Something I miss about no longer working in a public library are the conversations about books and media that happen with patrons or other staff - conversations that bring you to a story you might never have picked up on your own. But for the last week and a half, I got the chance to have that kind of conversation on Twitter, with librarians sharing their top ten reads published in the last year with the hashtag #libfaves17. Today, I'm breaking my radio silence on this blog to share my favorites here, as well.

In no particular order, my top ten favorites published in 2017:

The Vanderbeekers of 141st Street, by Karina Yan Glaser.

The Twelve Lives of Samuel Hawley, by Hannah Tinti.

Lincoln in the Bardo, by George Saunders.

Blue Sky White Stars, by Sarvinder Naberhaus and Kadir Nelson.

The Bear and the Nightingale, by Katherine Arden.

Killers of the Flower Moon: The Osage Murders and the Birth of the FBI, by David Grann.

An Extraordinary Union, by Alyssa Cole.

The Many Reflections of Miss Jane Deming, by J. Anderson Coats. 

Young Jane Young, by Gabrielle Zevin. 

Norse Mythology, by Neil Gaiman. 

It's kind of interesting to see them all lined up like this; it's a pretty solid snapshot of what appeals to me as a reader. Family stories, strong female characters, America (the good and the bad), and just a hint of the supernatural. I can see this kind of exercise being useful among staff in a public library to get a good sense of what people are into, and how to use that information to work as a team to provide good RA service to patrons.

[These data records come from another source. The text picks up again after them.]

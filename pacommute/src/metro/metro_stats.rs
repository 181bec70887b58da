/// published commute statistics for a Pennsylvania metro area.
#[derive(Debug, Clone, Copy, PartialEq)]
pub struct MetroStats {
    pub metro: &'static str,
    /// mean one-way commute in minutes
    pub avg_commute: f64,
    pub workers: u64,
    pub drive_alone_pct: u32,
    pub transit_pct: u32,
    pub median_income: u32,
}

/// the four largest Pennsylvania metros
pub const PA_METROS: [MetroStats; 4] = [
    MetroStats {
        metro: "Philadelphia",
        avg_commute: 32.5,
        workers: 2_100_000,
        drive_alone_pct: 65,
        transit_pct: 25,
        median_income: 72_000,
    },
    MetroStats {
        metro: "Pittsburgh",
        avg_commute: 26.8,
        workers: 980_000,
        drive_alone_pct: 73,
        transit_pct: 12,
        median_income: 58_000,
    },
    MetroStats {
        metro: "Harrisburg",
        avg_commute: 24.5,
        workers: 290_000,
        drive_alone_pct: 82,
        transit_pct: 3,
        median_income: 54_000,
    },
    MetroStats {
        metro: "Allentown",
        avg_commute: 25.2,
        workers: 380_000,
        drive_alone_pct: 80,
        transit_pct: 4,
        median_income: 56_000,
    },
];
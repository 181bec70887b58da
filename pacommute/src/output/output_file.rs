use std::{fmt::Display, path::Path};

/// the derived statistics files written by a run
#[derive(Debug, Clone, Copy, PartialEq, Eq)]
pub enum OutputFile {
    SummaryStats,
    CountyEmissionsCsv,
    CountyEmissionsJson,
    Scenarios,
    MetroComparison,
    CountyMapData,
}

impl OutputFile {
    pub fn filename(&self) -> &'static str {
        match self {
            OutputFile::SummaryStats => "pa_summary_stats.json",
            OutputFile::CountyEmissionsCsv => "pa_county_emissions.csv",
            OutputFile::CountyEmissionsJson => "pa_county_emissions.json",
            OutputFile::Scenarios => "pa_scenarios.json",
            OutputFile::MetroComparison => "pa_metro_comparison.json",
            OutputFile::CountyMapData => "pa_county_map_data.json",
        }
    }

    pub fn description(&self) -> &'static str {
        match self {
            OutputFile::SummaryStats => "state totals",
            OutputFile::CountyEmissionsCsv | OutputFile::CountyEmissionsJson => "all counties",
            OutputFile::Scenarios => "mode shift scenarios",
            OutputFile::MetroComparison => "major metros",
            OutputFile::CountyMapData => "mapping data",
        }
    }
}

impl Display for OutputFile {
    fn fmt(&self, f: &mut std::fmt::Formatter<'_>) -> std::fmt::Result {
        write!(f, "{}", self.filename())
    }
}

/// name of the JSON mirror of a source table: the source file name with a
/// `.json` extension.
pub fn mirror_filename(source: &Path) -> String {
    let stem = source
        .file_stem()
        .map(|s| s.to_string_lossy().to_string())
        .unwrap_or_default();
    format!("{stem}.json")
}
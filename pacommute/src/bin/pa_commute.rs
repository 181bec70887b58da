//! reads the Pennsylvania commute, affordability, rent, and wage tables,
//! mirrors them as JSON, and writes statewide, county, scenario, metro, and
//! map statistics files.
use clap::Parser;
use pacommute::app::CommuteApp;

fn main() {
    env_logger::Builder::from_env(env_logger::Env::default().default_filter_or("info")).init();
    let args = CommuteApp::parse();
    if let Err(e) = args.op.run() {
        log::error!("{e}");
        std::process::exit(1);
    }
}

That being said, many of the libraries in my system are staffed by only one or two people, so the whole team effort thing is a bit more difficult. One of my professional resolutions for 2018 is to create more opportunities for staff of small libraries to get together and talk about books with each other - a guided discussion led by member library staff who specialize in a particular genre or subject. We're kicking off the series next month with the horror genre, weather permitting.*

*Because, yes, we've officially reached the time of year where the phrase "weather permitting" is tacked on to the hope of every upcoming event.